Multi-Cluster Backup and Restore Example
Multi-Cluster Backup and Restore Example
This example demonstrates a complete multi-cluster backup and restore workflow for a Hiero network using Solo’s config ops commands. It showcases an advanced deployment pattern with:
- Dual-cluster deployment - Consensus nodes distributed across two Kubernetes clusters
- External PostgreSQL database - Mirror node using external database for production-like setup
- Complete component stack - Consensus, block, mirror, relay, and explorer nodes
- Full backup/restore cycle - ConfigMaps, Secrets, Logs, State files, and database dumps
- Disaster recovery - Complete cluster recreation and restoration from backup
Getting This Example
Download Archive
You can download this example as a standalone archive from the Solo releases page:
https://github.com/hiero-ledger/solo/releases/download/<release_version>/multicluster-backup-restore.zip
View on GitHub
Browse the source code and configuration files for this example in the GitHub repository.
Architecture
Cluster Distribution
- Cluster 1 (solo-e2e-c1): node1 (first consensus node)

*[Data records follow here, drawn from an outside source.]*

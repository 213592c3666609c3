// Copyright (c) 2013-2015 Sandstorm Development Group, Inc. and contributors
// Licensed under the MIT License:
//
// Permission is hereby granted, free of charge, to any person obtaining a copy
// of this software and associated documentation files (the "Software"), to deal
// in the Software without restriction, including without limitation the rights
// to use, copy, modify, merge, publish, distribute, sublicense, and/or sell
// copies of the Software, and to permit persons to whom the Software is
// furnished to do so, subject to the following conditions:
//
// The above copyright notice and this permission notice shall be included in
// all copies or substantial portions of the Software.
//
// THE SOFTWARE IS PROVIDED "AS IS", WITHOUT WARRANTY OF ANY KIND, EXPRESS OR
// IMPLIED, INCLUDING BUT NOT LIMITED TO THE WARRANTIES OF MERCHANTABILITY,
// FITNESS FOR A PARTICULAR PURPOSE AND NONINFRINGEMENT. IN NO EVENT SHALL THE
// AUTHORS OR COPYRIGHT HOLDERS BE LIABLE FOR ANY CLAIM, DAMAGES OR OTHER
// LIABILITY, WHETHER IN AN ACTION OF CONTRACT, TORT OR OTHERWISE, ARISING FROM,
// OUT OF OR IN CONNECTION WITH THE SOFTWARE OR THE USE OR OTHER DEALINGS IN
// THE SOFTWARE.


//! Sequence of bytes.

pub type Reader<'a> = &'a [u8];

pub fn new_reader(v: &[u8]) -> Reader<'_> {
    v
}
// Copyright (c) 2013-2015 Sandstorm Development Group, Inc. and contributors
// Licensed under the MIT License:
//
// Permission is hereby granted, free of charge, to any person obtaining a copy
// of this software and associated documentation files (the "Software"), to deal
// in the Software without restriction, including without limitation the rights
// to use, copy, modify, merge, publish, distribute, sublicense, and/or sell
// copies of the Software, and to permit persons to whom the Software is
// furnished to do so, subject to the following conditions:
//
// The above copyright notice and this permission notice shall be included in
// all copies or substantial portions of the Software.
//
// THE SOFTWARE IS PROVIDED "AS IS", WITHOUT WARRANTY OF ANY KIND, EXPRESS OR
// IMPLIED, INCLUDING BUT NOT LIMITED TO THE WARRANTIES OF MERCHANTABILITY,
// FITNESS FOR A PARTICULAR PURPOSE AND NONINFRINGEMENT. IN NO EVENT SHALL THE
// AUTHORS OR COPYRIGHT HOLDERS BE LIABLE FOR ANY CLAIM, DAMAGES OR OTHER
// LIABILITY, WHETHER IN AN ACTION OF CONTRACT, TORT OR OTHERWISE, ARISING FROM,
// OUT OF OR IN CONNECTION WITH THE SOFTWARE OR THE USE OR OTHER DEALINGS IN
// THE SOFTWARE.


use core::marker::PhantomData;

use crate::private::layout::{PointerBuilder, PointerReader};
use crate::Result;

/// A typed view that can be read out of a pointer.
pub trait FromPointerReader<'a>: Sized {
    fn get_from_pointer(reader: &PointerReader<'a>) -> Result<Self>;
}

/// A typed view that can be allocated behind, or read back from, a pointer of a message
/// under construction.
pub trait FromPointerBuilder<'a>: Sized {
    fn init_pointer(builder: PointerBuilder<'a>, length: u32) -> Result<Self>;
    fn get_from_pointer(builder: PointerBuilder<'a>) -> Result<Self>;
}

pub trait IndexMove<I, T> {
    fn index_move(&self, index: I) -> T;
}

/// A lazy iterator over the elements of a list. Iterating again means calling `iter()` again,
/// which starts over from index 0.
pub struct ListIter<T, U> {
    marker: PhantomData<U>,
    list: T,
    index: u32,
    size: u32,
}

impl<T, U> ListIter<T, U> {
    pub fn new(list: T, size: u32) -> Self {
        Self {
            list,
            index: 0,
            size,
            marker: PhantomData,
        }
    }
}

impl<U, T: IndexMove<u32, U>> Iterator for ListIter<T, U> {
    type Item = U;
    fn next(&mut self) -> Option<U> {
        if self.index < self.size {
            let result = self.list.index_move(self.index);
            self.index += 1;
            Some(result)
        } else {
            None
        }
    }

    fn size_hint(&self) -> (usize, Option<usize>) {
        let remaining = (self.size - self.index) as usize;
        (remaining, Some(remaining))
    }

    fn nth(&mut self, p: usize) -> Option<U> {
        let remaining = (self.size - self.index) as usize;
        if p < remaining {
            self.index += p as u32;
            self.next()
        } else {
            self.index = self.size;
            None
        }
    }
}

impl<U, T: IndexMove<u32, U>> ExactSizeIterator for ListIter<T, U> {}

impl<U, T: IndexMove<u32, U>> DoubleEndedIterator for ListIter<T, U> {
    fn next_back(&mut self) -> Option<U> {
        if self.size > self.index {
            self.size -= 1;
            Some(self.list.index_move(self.size))
        } else {
            None
        }
    }
}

- Cluster 2 (solo-e2e-c2): node2 (second consensus node), block node, mirror node, explorer, relay, PostgreSQL database
This demonstrates a realistic multi-cluster deployment where components are distributed across different Kubernetes clusters for high availability and fault tolerance.
Self-Contained Example: All configuration files and scripts are included in this directory - no external dependencies required.
Prerequisites
- Task installed (
brew install go-task/tap/go-taskon macOS) - Kind installed (
brew install kindon macOS) - kubectl installed
- Helm installed (
brew install helmon macOS) - Node.js 22+ and npm installed
- Docker Desktop running with sufficient resources (Memory: 12GB+ recommended for dual clusters)
Quick Start
Run Complete Workflow
Execute the entire backup/restore workflow with a single command:
task
This will:
- ✅ Create two Kind clusters with Docker networking
- ✅ Deploy consensus nodes across both clusters (node1 on cluster 1, node2 on cluster 2)
- ✅ Deploy PostgreSQL database on cluster 2
- ✅ Deploy block node, mirror node (with external DB), explorer, and relay on cluster 2
- ✅ Generate test transactions to create network state
- ✅ Backup the entire network (ConfigMaps, Secrets, Logs, State, Database)
- ✅ Destroy both clusters completely
- ✅ Recreate clusters and restore all components from backup
- ✅ Verify the network is operational with new transactions
Clean Up
Remove the cluster and all backup files:
task destroy
Available Tasks
Main Workflow Tasks
| Task | Description |
|---|---|
task (default) | Run complete multi-cluster backup/restore workflow |
task initial-deploy | Create dual clusters and deploy complete network |
task generate-transactions | Create test transactions |
task backup | Freeze network and create backup (including database) |
task restore-clusters | Recreate Kind clusters from backup |
task restore-network | Restore network components from backup |
task restore-config | Restore ConfigMaps, Secrets, Logs, State, and database |
task verify | Verify restored network functionality |
task destroy | Remove clusters and backup files |
Component Tasks
| Task | Description |
|---|---|
task deploy-external-database | Deploy PostgreSQL database with Helm |
task deploy-mirror-external | Seed database for mirror node |
task destroy-cluster | Delete all Kind clusters |
Step-by-Step Workflow
1. Deploy Initial Multi-Cluster Network
task initial-deploy
This creates and configures:
Infrastructure:
- 2 Kind clusters (solo-e2e-c1, solo-e2e-c2)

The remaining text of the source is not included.